Many researchers have carried out research on the vault transport mechanism since vault particles were discovered in 1986; however this mechanism has remained unclarified. Professor Tsukihara (Picobiology Institute, Department of Life Science, University of Hyogo) and his colleagues determined the vault structure at the atomic level and concentrated on the mechanism of the vault function. A vault is a giant protein consisting of a hundredfold to a thousandfold more atoms than regular proteins; thus the structural analysis involves many difficulties.
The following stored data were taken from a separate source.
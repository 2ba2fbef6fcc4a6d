//! Geometry and lookups behind the editor overlay
//!
//! An editor shows hints in three ways: a colored marker strip along the
//! right edge of the view, an underline over the hinted text, and a tooltip
//! listing every hint under the pointer. The functions here compute those
//! from a hint list; drawing is left to the host.

use crate::Hint;

/// Width of a gutter marker in pixels
pub const MARKER_WIDTH: u32 = 3;

/// Smallest marker height so single-line hints stay visible
pub const MIN_MARKER_HEIGHT: u32 = 10;

/// A marker rectangle, measured from the top of the view
#[derive(Debug, Clone, Copy, PartialEq, Eq)]
pub struct Marker {
    pub top: u32,
    pub height: u32,
    pub width: u32,
}

/// Place a hint's marker on a view `view_height` pixels tall
///
/// The marker spans the hint's lines scaled to the view height.
pub fn marker_geometry(hint: &Hint, line_count: usize, view_height: u32) -> Marker {
    let line_count = line_count.max(1) as f64;
    let view_height = f64::from(view_height);

    let top = (hint.line_begin as f64 * view_height / line_count) as u32;
    let bottom = ((hint.line_end + 1) as f64 * view_height / line_count) as u32;

    Marker {
        top,
        height: bottom.saturating_sub(top).max(MIN_MARKER_HEIGHT),
        width: MARKER_WIDTH,
    }
}

/// Messages of every hint covering a position, in list order
pub fn hints_at(hints: &[Hint], line: usize, column: usize) -> Vec<&str> {
    hints
        .iter()
        .filter(|hint| hint.covers(line, column))
        .map(|hint| hint.message.as_str())
        .collect()
}

/// Tooltip text for a position, or `None` when nothing is hinted there
pub fn tooltip_at(hints: &[Hint], line: usize, column: usize) -> Option<String> {
    let messages = hints_at(hints, line, column);
    if messages.is_empty() {
        None
    } else {
        Some(messages.join("\n"))
    }
}

/// A highlight range in zero-based line/column coordinates
#[derive(Debug, Clone, Copy, PartialEq, Eq)]
pub struct TagRange {
    pub start: (usize, usize),
    pub end: (usize, usize),
}

/// Clamp a hint to the text so it can be underlined
///
/// `line_lengths` holds the character count of every line. A column that
/// does not fit its line snaps to the line end; lines past the end snap to
/// the last line.
pub fn tag_range(line_lengths: &[usize], hint: &Hint) -> TagRange {
    let last_line = line_lengths.len().saturating_sub(1);
    let clamp = |line: usize, column: usize| {
        let line = line.min(last_line);
        let length = line_lengths.get(line).copied().unwrap_or(0);
        let column = if length > column { column } else { length };
        (line, column)
    };

    TagRange {
        start: clamp(hint.line_begin, hint.column_begin),
        end: clamp(hint.line_end, hint.column_end),
    }
}
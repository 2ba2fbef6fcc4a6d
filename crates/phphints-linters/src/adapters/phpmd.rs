//! PHP Mess Detector adapter
//!
//! Runs `phpmd <file> xml <ruleset>` once for every registered ruleset whose
//! directory covers the document, and reads the XML report:
//!
//! ```xml
//! <pmd version="2.15.0">
//!   <file name="/tmp/phphints-x.php">
//!     <violation beginline="5" endline="5" rule="ShortVariable">
//!       Avoid variables with short names like $a.
//!     </violation>
//!   </file>
//! </pmd>
//! ```

use phphints_core::{Color, Hint};
use quick_xml::de::from_str;
use serde::Deserialize;
use std::path::Path;

use super::{is_php, per_ruleset, run_tool, zero_based, Adapter, AdapterError, ToolPaths};
use crate::RulesetRegistry;

const NAME: &str = "phpmd";
const COLOR: Color = Color::new(0x8F, 0x78, 0x11);
const PRIORITY: i32 = 200;

/// PHPMD reports whole lines
const COLUMN_END: usize = 999;

#[derive(Debug, Deserialize)]
struct PmdReport {
    #[serde(rename = "file", default)]
    files: Vec<PmdFile>,
}

#[derive(Debug, Deserialize)]
struct PmdFile {
    #[serde(rename = "violation", default)]
    violations: Vec<PmdViolation>,
}

#[derive(Debug, Deserialize)]
struct PmdViolation {
    #[serde(rename = "@beginline")]
    begin_line: usize,
    #[serde(rename = "$text", default)]
    text: String,
}

/// PHPMD adapter; rulesets come from the tool's registry
pub struct PhpMd {
    program: String,
    registry: RulesetRegistry,
}

impl PhpMd {
    pub fn new(tools: &ToolPaths, registry: RulesetRegistry) -> Self {
        Self {
            program: tools.phpmd.clone(),
            registry,
        }
    }

    pub fn registry(&self) -> &RulesetRegistry {
        &self.registry
    }
}

/// Turn a PHPMD XML report into hints
pub fn parse_output(output: &str) -> Result<Vec<Hint>, AdapterError> {
    if output.trim().is_empty() {
        return Ok(Vec::new());
    }

    let report: PmdReport = from_str(output).map_err(|e| AdapterError::Parse {
        adapter: NAME,
        message: e.to_string(),
    })?;

    Ok(report
        .files
        .into_iter()
        .flat_map(|file| file.violations)
        .map(|violation| {
            // endline is ignored: the marker covers the first line only
            let line = zero_based(violation.begin_line);
            Hint::new((line, line), (0, COLUMN_END), violation.text.trim(), COLOR, PRIORITY)
                .with_source(NAME)
        })
        .collect())
}

impl Adapter for PhpMd {
    fn name(&self) -> &'static str {
        NAME
    }

    fn description(&self) -> &'static str {
        "Mess detection by PHPMD, per registered ruleset"
    }

    fn color(&self) -> Color {
        COLOR
    }

    fn priority(&self) -> i32 {
        PRIORITY
    }

    fn program(&self) -> &str {
        &self.program
    }

    fn hints(&self, scan_path: &Path, real_path: &Path) -> Result<Vec<Hint>, AdapterError> {
        if !is_php(real_path) {
            return Ok(Vec::new());
        }

        let rulesets: Vec<String> = self
            .registry
            .matching(&real_path.to_string_lossy())?
            .into_iter()
            .map(|entry| entry.ruleset)
            .filter(|ruleset| Path::new(ruleset).exists())
            .collect();

        per_ruleset(NAME, &rulesets, |ruleset| {
            let args = vec![
                scan_path.to_string_lossy().into_owned(),
                "xml".to_string(),
                ruleset.to_string(),
            ];
            parse_output(&run_tool(NAME, &self.program, &args)?)
        })
    }
}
This time, the joint research team succeeded in the determination of its steric structure using a SPring-8 beamline, Macromolecular Assemblies Beamline BL44XU (contract beamline of the Institute for Protein Research of Osaka University) used for structural analysis of biological macromolecular assemblies, such as giant proteins.
The vault is shaped like a rugby ball with a full length of 67 nm and a diameter of 40 nm at the center. A vault halved at the center of the molecule consists of 39 major vault proteins (MVPs) (Fig. 1). The vault outer shell consists of 78 MVPs, is very thin, and 2-3 nm thick, and the vault has a large cavity at its center. The cavity is so large that it can contain several 70S ribosomes, which are the largest intercellular molecules already structurally identified (Fig. 2). We can easily imagine that the vault can transport molecules in cells by enclosing them inside the cavity. The analysis of the MVP structure revealed that some of the MVPs have a structure unique to proteins that accumulate in a specific membrane called the lipid raft. This finding agrees with the results reported by a research group at Harvard University (Science 317, 130 (2007)), indicating that the vault promotes the intake of Pseudomonas aeruginosa via a lipid raft of the lung epithelial cells. This finding triggered the research on clarifying the vault function from its structure.
The structural determination of such a giant particle is difficult because few reliable high-resolution diffraction intensity data are obtained in the structural analysis. In fact, it was not possible using X-rays from bending magnet beamlines to obtain data sufficient for structural analysis. Thanks to SPring-8 beamline BL44XU with a high- brilliance X-ray source and large detectors, reliable data of 3.5 Å resolution were obtained and used to determine the structure. The success of the structural determination of a giant particle as a whole in vivo without destruction will considerably contribute to the future research of structural biology.
The left and right figures show the complete structure of the vault and the cross section, respectively. For reference, the 70S ribosome, the largest intercellular organ among the molecular structures already structurally identified, is shown at the center. As revealed, the vault is sufficiently large to contain several 70S ribosomes.